TPLF can also prolong litigation. A plaintiff may choose to reject an otherwise reasonable settlement offer because they need to give a large part of any award to their funder. So they hold out for a higher settlement or judgment in court – which is not guaranteed to happen. At the same time, prolonged litigation hurts defendants, who are forced to divert additional time and money from productive activity to litigation.
In addition, TPLF can undercut a plaintiff’s control of litigation. Obviously, funders have a major interest in the outcome of cases they invest in. So it is not unexpected that some funders seek to control a case’s legal strategy, both indirectly and directly. In one patent case, a funder sued the plaintiff for settling for an amount lower than demanded by the funder. In the infamous Chevron case in Ecuador, the funding contract with the plaintiffs stipulated that the funder would have veto power over the choice of attorneys and receive precedence in the disbursement of any monetary award. Arrangements such as these make a mockery of our system of justice by placing the interests of outside investors ahead of the interests of the parties in court.
Finally, TPLF creates numerous ethical conflicts for plaintiffs’ lawyers. It is a fundamental rule of ethics that lawyers have a fiduciary duty to their clients. But when TPLF investors get involved in a case, they often front the plaintiffs’ attorneys’ fees. In that case, will the attorney act in the best interests of their client, as they are supposed to do, or in the interests of the third-party funder paying their salary?
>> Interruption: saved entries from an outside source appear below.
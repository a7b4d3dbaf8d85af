use chrono::Utc;
use serde::{Deserialize, Serialize};
use tracing::instrument;

use readalong_core::{Difficulty, StoryId};

use crate::database::Database;
use crate::error::StoreError;
use crate::row_helpers;

#[derive(Clone, Debug, Serialize, Deserialize)]
pub struct StoryRow {
    pub id: StoryId,
    pub title: String,
    pub text: String,
    pub video_url: Option<String>,
    pub difficulty: Difficulty,
    pub created_at: String,
}

/// List-view projection: the full text is only fetched per story.
#[derive(Clone, Debug, Serialize, Deserialize)]
pub struct StorySummary {
    pub id: StoryId,
    pub title: String,
    pub difficulty: Difficulty,
    pub created_at: String,
}

pub struct StoryRepo {
    db: Database,
}

impl StoryRepo {
    pub fn new(db: Database) -> Self {
        Self { db }
    }

    #[instrument(skip(self, text), fields(title))]
    pub fn create(
        &self,
        title: &str,
        text: &str,
        video_url: Option<&str>,
        difficulty: Difficulty,
    ) -> Result<StoryRow, StoreError> {
        self.db.with_conn(|conn| {
            let now = Utc::now().to_rfc3339();
            conn.execute(
                "INSERT INTO stories (title, text, video_url, difficulty, created_at)
                 VALUES (?1, ?2, ?3, ?4, ?5)",
                rusqlite::params![title, text, video_url, difficulty.to_string(), now],
            )?;

            Ok(StoryRow {
                id: StoryId::from_raw(conn.last_insert_rowid()),
                title: title.to_string(),
                text: text.to_string(),
                video_url: video_url.map(str::to_owned),
                difficulty,
                created_at: now,
            })
        })
    }

    /// Get a story by ID. NotFound when absent.
    #[instrument(skip(self), fields(story_id = %id))]
    pub fn get(&self, id: StoryId) -> Result<StoryRow, StoreError> {
        self.db.with_conn(|conn| {
            let mut stmt = conn.prepare(
                "SELECT id, title, text, video_url, difficulty, created_at
                 FROM stories WHERE id = ?1",
            )?;
            let mut rows = stmt.query([id.as_i64()])?;
            match rows.next()? {
                Some(row) => row_to_story(row),
                None => Err(StoreError::NotFound(format!("story {id}"))),
            }
        })
    }

    /// List story summaries, newest first.
    #[instrument(skip(self))]
    pub fn list(&self) -> Result<Vec<StorySummary>, StoreError> {
        self.db.with_conn(|conn| {
            let mut stmt = conn.prepare(
                "SELECT id, title, difficulty, created_at
                 FROM stories ORDER BY created_at DESC, id DESC",
            )?;
            let mut rows = stmt.query([])?;
            let mut results = Vec::new();
            while let Some(row) = rows.next()? {
                let difficulty_str: String = row_helpers::get(row, 2, "stories", "difficulty")?;
                results.push(StorySummary {
                    id: StoryId::from_raw(row_helpers::get::<i64>(row, 0, "stories", "id")?),
                    title: row_helpers::get(row, 1, "stories", "title")?,
                    difficulty: row_helpers::parse_enum(&difficulty_str, "stories", "difficulty")?,
                    created_at: row_helpers::get(row, 3, "stories", "created_at")?,
                });
            }
            Ok(results)
        })
    }

    /// Replace a story's fields. NotFound when the id does not exist.
    #[instrument(skip(self, text), fields(story_id = %id))]
    pub fn update(
        &self,
        id: StoryId,
        title: &str,
        text: &str,
        video_url: Option<&str>,
        difficulty: Difficulty,
    ) -> Result<(), StoreError> {
        self.db.with_conn(|conn| {
            let changed = conn.execute(
                "UPDATE stories SET title = ?1, text = ?2, video_url = ?3, difficulty = ?4
                 WHERE id = ?5",
                rusqlite::params![title, text, video_url, difficulty.to_string(), id.as_i64()],
            )?;
            if changed == 0 {
                return Err(StoreError::NotFound(format!("story {id}")));
            }
            Ok(())
        })
    }

    /// Delete a story. Cascades to its reading sessions and their mismatch
    /// logs via foreign keys.
    #[instrument(skip(self), fields(story_id = %id))]
    pub fn delete(&self, id: StoryId) -> Result<(), StoreError> {
        self.db.with_conn(|conn| {
            let changed = conn.execute("DELETE FROM stories WHERE id = ?1", [id.as_i64()])?;
            if changed == 0 {
                return Err(StoreError::NotFound(format!("story {id}")));
            }
            Ok(())
        })
    }
}

fn row_to_story(row: &rusqlite::Row<'_>) -> Result<StoryRow, StoreError> {
    let difficulty_str: String = row_helpers::get(row, 4, "stories", "difficulty")?;

    Ok(StoryRow {
        id: StoryId::from_raw(row_helpers::get::<i64>(row, 0, "stories", "id")?),
        title: row_helpers::get(row, 1, "stories", "title")?,
        text: row_helpers::get(row, 2, "stories", "text")?,
        video_url: row_helpers::get_opt(row, 3, "stories", "video_url")?,
        difficulty: row_helpers::parse_enum(&difficulty_str, "stories", "difficulty")?,
        created_at: row_helpers::get(row, 5, "stories", "created_at")?,
    })
}
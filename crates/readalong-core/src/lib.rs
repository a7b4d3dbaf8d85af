pub mod ids;
pub mod types;

pub use ids::{SessionId, StoryId, UserId};
pub use types::{Difficulty, Role};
Stringent safeguards are needed to counter the many problems associated with third-party litigation funding in the United States. In October 2012, the U.S. Chamber Institute for Legal Reform released Stopping the Sale on Lawsuits: A Proposal to Regulate Third-Party Investments in Litigation, a white paper which outlines a possible U.S. federal regulatory regime for TPLF. The paper’s recommendations include:
- Prohibiting investor control of cases;
- Forbidding direct contracts between investors and lawyers that do not also include the client;
- Banning law firm ownership of TPLF firms;
- Prohibiting the use of TPLF in class actions; and
- Requiring disclosure of funding contracts in litigation.
As the birthplace of third party litigation funding, ILR has been pressing for regulatory oversight of TPLF in Australia for many years, in hopes of slowing the rapid growth of this practice globally. In September, 2013, ILR released Improving the Environment for Business in Australia: A Proposal for Reforming Oversight of Third Party Litigation Financing, which outlined an oversight regime of TPLF that would include:
- licensing requirements;
- ensuring that claimants, not funder, control the management of their cases;
- a requirement that the funder act in the best interest of claimants; and
- banning law firms from owning funders and vice versa.
In October 2013, ILR released a second paper entitled, TPLF in Australia: Class Actions, Conflicts and Controversy, building additional support for an oversight regime by illuminating the pitfalls of TPLF. Most recently, in March 2014, ILR released Ripe for Reform: Improving the Australian Class Action Regime, suggesting reforms to class action procedures and rules that would restrain the use of TPLF in class actions and reduce conflicts of interest and ethical concerns.
Throughout Europe, both at the EU institution level and in key member states like the UK and Netherlands, ILR is advocating for the introduction of meaningful legislative safeguards restricting the use of TPLF in class actions.